© NASA JPL, Ed OlsenAIRS infrared image from Aug. 31 a 4:59 p.m. EDT shows the icy clouds of powerful Hurricane Jimena about to impact Baja California (bottom right), a fading Tropical Depression Kevin (left at sea), and a trail of pyrocumulus clouds stretching from Los Angeles to New Mexico from the California fires.
It's unusual to see towering clouds that are created from smoke and fires, but that's what showed up in the latest satellite imagery from NASA, when also capturing powerful Hurricane Jimena and Tropical Depression Kevin in the Eastern Pacific Ocean. Jimena's outer rainbands were already spreading over southern Baja California at 11 a.m. EDT.

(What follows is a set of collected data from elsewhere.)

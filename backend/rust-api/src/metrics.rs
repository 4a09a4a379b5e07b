use lazy_static::lazy_static;
use prometheus::{
    register_histogram_vec, register_int_counter_vec, register_int_gauge, Encoder, HistogramVec,
    IntCounterVec, IntGauge, TextEncoder,
};

lazy_static! {
    // HTTP Metrics
    pub static ref HTTP_REQUESTS_TOTAL: IntCounterVec = register_int_counter_vec!(
        "http_requests_total",
        "Total number of HTTP requests",
        &["method", "path", "status"]
    )
    .unwrap();

    pub static ref HTTP_REQUEST_DURATION_SECONDS: HistogramVec = register_histogram_vec!(
        "http_request_duration_seconds",
        "HTTP request duration in seconds",
        &["method", "path"],
        vec![0.001, 0.005, 0.01, 0.025, 0.05, 0.1, 0.25, 0.5, 1.0, 2.5, 5.0, 10.0]
    )
    .unwrap();

    // State store Metrics
    pub static ref STATE_STORE_OPERATIONS_TOTAL: IntCounterVec = register_int_counter_vec!(
        "state_store_operations_total",
        "Total number of answer state store operations",
        &["operation", "status"]
    )
    .unwrap();

    pub static ref STATE_STORE_OPERATION_DURATION_SECONDS: HistogramVec = register_histogram_vec!(
        "state_store_operation_duration_seconds",
        "Answer state store operation duration in seconds",
        &["operation"],
        vec![0.0001, 0.0005, 0.001, 0.005, 0.01, 0.025, 0.05, 0.1]
    )
    .unwrap();

    // Business Metrics
    pub static ref SESSIONS_TOTAL: IntCounterVec = register_int_counter_vec!(
        "answer_sessions_total",
        "Total number of answer sessions",
        &["status"]
    )
    .unwrap();

    pub static ref SESSIONS_ACTIVE: IntGauge = register_int_gauge!(
        "answer_sessions_active",
        "Number of currently open answer sessions"
    )
    .unwrap();

    pub static ref STATEMENTS_DISPATCHED_TOTAL: IntCounterVec = register_int_counter_vec!(
        "statements_dispatched_total",
        "Total number of activity statements dispatched",
        &["verb"]
    )
    .unwrap();

    pub static ref AUTOSAVE_TIMERS_TOTAL: IntCounterVec = register_int_counter_vec!(
        "autosave_timers_total",
        "Autosave debounce timers by outcome",
        &["outcome"]
    )
    .unwrap();
}

/// Renders all metrics in Prometheus text format
pub fn render_metrics() -> Result<String, prometheus::Error> {
    let encoder = TextEncoder::new();
    let metric_families = prometheus::gather();
    let mut buffer = Vec::new();
    encoder.encode(&metric_families, &mut buffer)?;
    String::from_utf8(buffer)
        .map_err(|e| prometheus::Error::Msg(format!("Failed to convert metrics to UTF-8: {}", e)))
}

/// Helper: track state store operation with metrics
pub async fn track_store_operation<F, T>(operation: &str, future: F) -> Result<T, anyhow::Error>
where
    F: std::future::Future<Output = Result<T, anyhow::Error>>,
{
    let start = std::time::Instant::now();
    let result = future.await;
    let duration = start.elapsed().as_secs_f64();

    let status = if result.is_ok() { "success" } else { "error" };

    STATE_STORE_OPERATIONS_TOTAL
        .with_label_values(&[operation, status])
        .inc();

    STATE_STORE_OPERATION_DURATION_SECONDS
        .with_label_values(&[operation])
        .observe(duration);

    result
}

#[cfg(test)]
mod tests {
    use super::*;

    #[test]
    fn test_metrics_registration() {
        let _ = HTTP_REQUESTS_TOTAL
            .with_label_values(&["GET", "/health", "200"])
            .get();
        let _ = STATEMENTS_DISPATCHED_TOTAL
            .with_label_values(&["responded"])
            .get();
    }

    #[test]
    fn test_render_metrics() {
        AUTOSAVE_TIMERS_TOTAL.with_label_values(&["armed"]).inc();

        let result = render_metrics();
        assert!(result.is_ok());
        let output = result.unwrap();
        assert!(output.contains("autosave_timers_total"));
    }

    #[tokio::test]
    async fn test_track_store_operation_counts_errors() {
        let before = STATE_STORE_OPERATIONS_TOTAL
            .with_label_values(&["lookup", "error"])
            .get();
        let result: Result<(), _> =
            track_store_operation("lookup", async { Err(anyhow::anyhow!("offline")) }).await;
        assert!(result.is_err());
        assert_eq!(
            STATE_STORE_OPERATIONS_TOTAL
                .with_label_values(&["lookup", "error"])
                .get(),
            before + 1
        );
    }
}
use chrono::Local;

use crate::metrics::STATEMENTS_DISPATCHED_TOTAL;
use crate::models::session::SessionState;
use crate::models::statement::{InteractionDefinition, Statement, Verb};
use crate::utils::time::{last_saved_status, submitted_status};

/// Host tracking dispatcher.
pub trait StatementDispatcher {
    fn dispatch(&mut self, statement: Statement);
}

impl StatementDispatcher for Vec<Statement> {
    fn dispatch(&mut self, statement: Statement) {
        self.push(statement);
    }
}

/// Turns session state into activity statements and keeps the status lines
/// shown under the editor.
#[derive(Debug, Clone)]
pub struct EventGenerator {
    activity_id: Option<String>,
    definition: InteractionDefinition,
    submit_confirmation_text: String,
    autosave_status: Option<String>,
    submit_message: Option<String>,
}

impl EventGenerator {
    pub fn new(
        activity_id: Option<String>,
        prompt_text: &str,
        submit_confirmation_text: impl Into<String>,
    ) -> Self {
        Self {
            activity_id,
            definition: InteractionDefinition::long_fill_in(prompt_text),
            submit_confirmation_text: submit_confirmation_text.into(),
            autosave_status: None,
            submit_message: None,
        }
    }

    pub fn build_statement(&self, state: &SessionState, is_submit: bool) -> Statement {
        let verb = if is_submit {
            Verb::Answered
        } else if answer_given(state) {
            Verb::Responded
        } else {
            Verb::Initialized
        };

        Statement::new(
            verb,
            self.activity_id.clone(),
            self.definition.clone(),
            state.encoded_response(),
        )
    }

    /// Dispatch a save statement and stamp "last saved".
    pub fn respond<D>(&mut self, state: &SessionState, dispatcher: &mut D)
    where
        D: StatementDispatcher + ?Sized,
    {
        self.dispatch(state, false, dispatcher);
        self.autosave_status = Some(last_saved_status(&Local::now()));
    }

    /// Dispatch the submission statement and show the confirmation.
    pub fn answer<D>(&mut self, state: &SessionState, dispatcher: &mut D)
    where
        D: StatementDispatcher + ?Sized,
    {
        self.dispatch(state, true, dispatcher);
        self.autosave_status = Some(submitted_status(&Local::now()));
        self.submit_message = Some(self.submit_confirmation_text.clone());
    }

    fn dispatch<D>(&self, state: &SessionState, is_submit: bool, dispatcher: &mut D)
    where
        D: StatementDispatcher + ?Sized,
    {
        let statement = self.build_statement(state, is_submit);
        STATEMENTS_DISPATCHED_TOTAL
            .with_label_values(&[statement.verb.as_str()])
            .inc();
        dispatcher.dispatch(statement);
    }

    /// Side-effect free statement for reporting.
    pub fn snapshot(&self, state: &SessionState) -> Statement {
        self.build_statement(state, false)
    }

    pub fn autosave_status(&self) -> Option<&str> {
        self.autosave_status.as_deref()
    }

    pub fn submit_message(&self) -> Option<&str> {
        self.submit_message.as_deref()
    }
}

pub fn answer_given(state: &SessionState) -> bool {
    !state.current_text().is_empty()
}

#[cfg(test)]
mod tests {
    use super::*;
    use crate::models::persisted::PersistedState;

    fn generator() -> EventGenerator {
        EventGenerator::new(Some("content-1".into()), "Explain.", "Thanks!")
    }

    #[test]
    fn verb_follows_text_and_submission() {
        let events = generator();
        let mut state = SessionState::fresh();
        assert_eq!(events.build_statement(&state, false).verb, Verb::Initialized);

        state.set_text("Some text");
        assert_eq!(events.build_statement(&state, false).verb, Verb::Responded);
        assert_eq!(events.build_statement(&state, true).verb, Verb::Answered);
    }

    #[test]
    fn response_carries_marker_once_submitted() {
        let events = generator();
        let mut state = SessionState::fresh();
        state.set_text("Hello");
        assert_eq!(events.build_statement(&state, false).response(), "Hello");

        state.mark_submitted();
        assert_eq!(
            events.build_statement(&state, true).response(),
            "Hello{submitted}"
        );
    }

    #[test]
    fn definition_is_unscored_long_fill_in() {
        let statement = generator().snapshot(&SessionState::fresh());
        let definition = statement.definition();
        assert_eq!(definition.interaction_type, "long-fill-in");
        assert!(definition.correct_responses_pattern.is_empty());
        assert_eq!(definition.description["en-US"], "Explain.");
        assert_eq!(statement.object.id.as_deref(), Some("content-1"));
    }

    #[test]
    fn respond_dispatches_and_stamps_status() {
        let mut events = generator();
        let mut sent: Vec<Statement> = Vec::new();
        let state = SessionState::from_previous(Some(PersistedState::new("Draft", false)));

        events.respond(&state, &mut sent);
        assert_eq!(sent.len(), 1);
        assert_eq!(sent[0].verb, Verb::Responded);
        let status = events.autosave_status().unwrap();
        assert!(status.starts_with("Last saved at "));
        assert_eq!(status.len(), "Last saved at 00:00:00.".len());
        assert_eq!(events.submit_message(), None);
    }

    #[test]
    fn answer_sets_confirmation() {
        let mut events = generator();
        let mut sent: Vec<Statement> = Vec::new();
        let mut state = SessionState::fresh();
        state.set_text("Final");
        state.mark_submitted();

        events.answer(&state, &mut sent);
        assert_eq!(sent[0].verb, Verb::Answered);
        assert!(events.autosave_status().unwrap().starts_with("Submitted at "));
        assert_eq!(events.submit_message(), Some("Thanks!"));
    }

    #[test]
    fn snapshot_has_no_side_effects() {
        let events = generator();
        let mut state = SessionState::fresh();
        state.set_text("Hi");
        let first = events.snapshot(&state);
        let second = events.snapshot(&state);
        assert_eq!(first, second);
        assert_eq!(events.autosave_status(), None);
    }
}
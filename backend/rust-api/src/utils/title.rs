use lazy_static::lazy_static;
use regex::Regex;

pub const MAX_TITLE_LENGTH: usize = 60;

lazy_static! {
    static ref MARKUP_TAG: Regex = Regex::new(r"<[^>]+>").unwrap();
}

/// Plain-text title derived from a prompt that may contain markup.
pub fn create_title(raw: &str, max_length: usize) -> String {
    if raw.is_empty() {
        return String::new();
    }

    let title = MARKUP_TAG.replace_all(raw, "");
    if title.chars().count() > max_length {
        let kept: String = title.chars().take(max_length.saturating_sub(3)).collect();
        format!("{}...", kept)
    } else {
        title.into_owned()
    }
}
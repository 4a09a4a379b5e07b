use serde::{Deserialize, Serialize};

use self::persisted::PreviousState;
use self::session::SubmissionStatus;
use self::view::QuestionView;

pub mod params;
pub mod persisted;
pub mod session;
pub mod statement;
pub mod view;

pub use self::statement::{Statement, Verb, XapiData};

/// Storage key of one learner's answer to one content item.
#[derive(Debug, Clone, PartialEq, Eq, Hash, Serialize, Deserialize)]
pub struct StateKey {
    pub user_id: String,
    pub content_id: String,
}

#[derive(Debug, Deserialize)]
pub struct OpenQuestionRequest {
    pub user_id: String,
    pub content_id: String,
    #[serde(default)]
    pub params: Option<serde_json::Value>,
    /// Overrides whatever the state store holds for this learner.
    #[serde(default)]
    pub previous_state: Option<PreviousState>,
}

#[derive(Debug, Serialize)]
pub struct OpenQuestionResponse {
    pub session_id: String,
    pub view: QuestionView,
}

#[derive(Debug, Deserialize)]
pub struct EditRequest {
    pub text: String,
}

#[derive(Debug, Serialize)]
pub struct SubmitResponse {
    pub outcome: SubmitOutcome,
    pub view: QuestionView,
}

#[derive(Debug, Serialize)]
pub struct PersistedStateResponse {
    pub state: String,
    pub submission: SubmissionStatus,
    pub answer_given: bool,
}

/// Result of a submit click.
#[derive(Debug, Clone, Copy, PartialEq, Eq, Serialize, Deserialize)]
#[serde(rename_all = "snake_case")]
pub enum SubmitOutcome {
    Submitted,
    AlreadySubmitted,
    SubmitDisabled,
}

"I have never before seen the signature of a pyrocumulus cloud in the infrared channel which I use for hurricane imagery," said Ed Olsen of the Atmospheric Infrared Sounder (AIRS) Team at NASA's Jet Propulsion Laboratory, Pasadena, Calif. The pyrocumulus clouds are towering cumulus clouds that were created by the smoke and heat from the California wildfires that are currently burning around Los Angeles. In the AIRS infrared image, they stretch from Los Angeles, Calif. and sweep into Nevada, Arizona and New Mexico between latitude 32 and 36.
The AIRS instrument flies onboard NASA's Aqua satellite and provides valuable infrared data on cloud top temperatures. They're important because they tell forecasters how high thunderstorms are in a tropical cyclone. The higher the thunderstorm, the more powerful.
At the same time, an extremely dangerous Hurricane Jimena is approaching Baja California. This is a powerful storm with sustained winds that are a Category Four on the Saffir-Simpson Scale. AIRS revealed very high, cold, powerful thunderstorms in Jimena's center of circulation, so high that they're colder than minus 63 degrees Fahrenheit (F).
NASA's CloudSat also flew above Jimena and captured a side view of the storm earlier today. The CloudSat data indicated Jimena's highest clouds as high as 15 kilometers (9.3 miles), verifying the AIRS data and indicating strong convection and a powerful hurricane.